** Opening PROVIDED RECORDS block **

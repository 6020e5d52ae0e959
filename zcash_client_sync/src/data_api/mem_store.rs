//! An in-memory implementation of the note store.

use std::collections::BTreeMap;

use zcash_protocol::consensus::BlockHeight;

use crate::{
    block::BlockHash,
    data_api::{NoteStoreRead, NoteStoreWrite},
    wallet::{
        AccountBirthday, AccountId, AccountMeta, Checkpoint, DiscoveredNote, Nullifier,
        SpentMarker,
    },
};

/// Errors produced by [`MemoryNoteStore`].
#[derive(Debug, Clone, PartialEq, Eq, thiserror::Error)]
pub enum Error {
    #[error("Account not found: {0}")]
    AccountUnknown(AccountId),
    #[error(
        "Scan results at height {proposed} would move the checkpoint back from height {current}"
    )]
    CheckpointRegression {
        current: BlockHeight,
        proposed: BlockHeight,
    },
    #[error("Requested rewind to height {requested} is above the checkpoint at height {current}")]
    RequestedRewindInvalid {
        current: BlockHeight,
        requested: BlockHeight,
    },
    #[error("Nullifier already recorded: {0:?}")]
    DuplicateNullifier(Nullifier),
    #[error("Scan results must cover at least one block, in ascending height order")]
    InvalidBlockRange,
}

#[derive(Clone, Debug)]
struct AccountState {
    birthday: AccountBirthday,
    latest_scanned: Option<Checkpoint>,
    notes: BTreeMap<Nullifier, DiscoveredNote>,
    spent: BTreeMap<Nullifier, SpentMarker>,
    block_hashes: BTreeMap<BlockHeight, BlockHash>,
}

impl AccountState {
    fn new(birthday: AccountBirthday) -> Self {
        AccountState {
            birthday,
            latest_scanned: None,
            notes: BTreeMap::new(),
            spent: BTreeMap::new(),
            block_hashes: BTreeMap::new(),
        }
    }

    fn meta(&self) -> AccountMeta {
        AccountMeta::from_parts(self.birthday, self.latest_scanned)
    }
}

fn is_ascending(blocks: &[Checkpoint]) -> bool {
    blocks.windows(2).all(|w| w[0].height() < w[1].height())
}

/// A [`NoteStoreWrite`] implementation that holds all state in memory.
///
/// Mutating operations build the updated account state separately and swap it in only
/// once every check has passed, so a failed operation leaves the store unchanged.
#[derive(Clone, Debug, Default)]
pub struct MemoryNoteStore {
    accounts: BTreeMap<AccountId, AccountState>,
}

impl MemoryNoteStore {
    pub fn new() -> Self {
        Self::default()
    }

    fn account(&self, account: &AccountId) -> Result<&AccountState, Error> {
        self.accounts
            .get(account)
            .ok_or_else(|| Error::AccountUnknown(account.clone()))
    }

    /// Applies `f` to a copy of the account's state, and replaces the stored state with
    /// the copy only if `f` succeeds.
    fn update_account<F>(&mut self, account: &AccountId, f: F) -> Result<(), Error>
    where
        F: FnOnce(&mut AccountState) -> Result<(), Error>,
    {
        let mut state = self.account(account)?.clone();
        f(&mut state)?;
        self.accounts.insert(account.clone(), state);
        Ok(())
    }
}

impl NoteStoreRead for MemoryNoteStore {
    type Error = Error;

    fn get_account_meta(&self, account: &AccountId) -> Result<Option<AccountMeta>, Self::Error> {
        Ok(self.accounts.get(account).map(|s| s.meta()))
    }

    fn get_received_notes(&self, account: &AccountId) -> Result<Vec<DiscoveredNote>, Self::Error> {
        let mut notes = self
            .account(account)?
            .notes
            .values()
            .cloned()
            .collect::<Vec<_>>();
        notes.sort_by_key(|n| n.height());
        Ok(notes)
    }

    fn get_spendable_notes(
        &self,
        account: &AccountId,
    ) -> Result<Vec<DiscoveredNote>, Self::Error> {
        let state = self.account(account)?;
        let mut notes = state
            .notes
            .values()
            .filter(|n| !state.spent.contains_key(n.nullifier()))
            .cloned()
            .collect::<Vec<_>>();
        notes.sort_by_key(|n| n.height());
        Ok(notes)
    }

    fn get_nullifiers(&self, account: &AccountId) -> Result<Vec<SpentMarker>, Self::Error> {
        let mut spent = self
            .account(account)?
            .spent
            .values()
            .cloned()
            .collect::<Vec<_>>();
        spent.sort_by_key(|s| s.height());
        Ok(spent)
    }

    fn get_checkpoint_at_or_below(
        &self,
        account: &AccountId,
        height: BlockHeight,
    ) -> Result<Option<Checkpoint>, Self::Error> {
        Ok(self
            .account(account)?
            .block_hashes
            .range(..=height)
            .next_back()
            .map(|(h, hash)| Checkpoint::new(*h, *hash)))
    }
}

impl NoteStoreWrite for MemoryNoteStore {
    fn register_account(
        &mut self,
        account: &AccountId,
        birthday: &AccountBirthday,
    ) -> Result<AccountMeta, Self::Error> {
        Ok(self
            .accounts
            .entry(account.clone())
            .or_insert_with(|| AccountState::new(*birthday))
            .meta())
    }

    fn apply_scan_results(
        &mut self,
        account: &AccountId,
        notes: &[DiscoveredNote],
        spent: &[SpentMarker],
        blocks: &[Checkpoint],
    ) -> Result<(), Self::Error> {
        let checkpoint = match blocks.last() {
            Some(last) if is_ascending(blocks) => *last,
            _ => return Err(Error::InvalidBlockRange),
        };
        self.update_account(account, |state| {
            if let Some(current) = state.latest_scanned {
                if checkpoint.height() < current.height() {
                    return Err(Error::CheckpointRegression {
                        current: current.height(),
                        proposed: checkpoint.height(),
                    });
                }
            }

            for note in notes {
                if state
                    .notes
                    .insert(*note.nullifier(), note.clone())
                    .is_some()
                {
                    return Err(Error::DuplicateNullifier(*note.nullifier()));
                }
            }
            for marker in spent {
                if state
                    .spent
                    .insert(*marker.nullifier(), marker.clone())
                    .is_some()
                {
                    return Err(Error::DuplicateNullifier(*marker.nullifier()));
                }
            }

            state.latest_scanned = Some(checkpoint);
            state
                .block_hashes
                .extend(blocks.iter().map(|b| (b.height(), *b.hash())));
            Ok(())
        })
    }

    fn handle_chain_reorg(
        &mut self,
        account: &AccountId,
        rewind_to: &Checkpoint,
    ) -> Result<(), Self::Error> {
        let height = rewind_to.height();
        self.update_account(account, |state| {
            if let Some(current) = state.latest_scanned {
                if height > current.height() {
                    return Err(Error::RequestedRewindInvalid {
                        current: current.height(),
                        requested: height,
                    });
                }
            }

            state.notes.retain(|_, n| n.height() <= height);
            state.spent.retain(|_, s| s.height() <= height);
            state.block_hashes.retain(|h, _| *h <= height);
            state.block_hashes.insert(height, *rewind_to.hash());
            state.latest_scanned = Some(*rewind_to);
            Ok(())
        })
    }

    fn reset_account_sync_state(&mut self, account: &AccountId) -> Result<(), Self::Error> {
        self.update_account(account, |state| {
            *state = AccountState::new(state.birthday);
            Ok(())
        })
    }
}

** Closing PROVIDED RECORDS block **

TASK DETAILS: Word for word, restate the lines of the data above that fall between the line holding "state.latest_scanned = Some(checkpoint);" and the line holding "state.spent.retain(|_, s| s.height()", inclusive, and no other lines.

RESPONSE AREA:
            state.latest_scanned = Some(checkpoint);
            state
                .block_hashes
                .extend(blocks.iter().map(|b| (b.height(), *b.hash())));
            Ok(())
        })
    }

    fn handle_chain_reorg(
        &mut self,
        account: &AccountId,
        rewind_to: &Checkpoint,
    ) -> Result<(), Self::Error> {
        let height = rewind_to.height();
        self.update_account(account, |state| {
            if let Some(current) = state.latest_scanned {
                if height > current.height() {
                    return Err(Error::RequestedRewindInvalid {
                        current: current.height(),
                        requested: height,
                    });
                }
            }

            state.notes.retain(|_, n| n.height() <= height);
            state.spent.retain(|_, s| s.height() <= height);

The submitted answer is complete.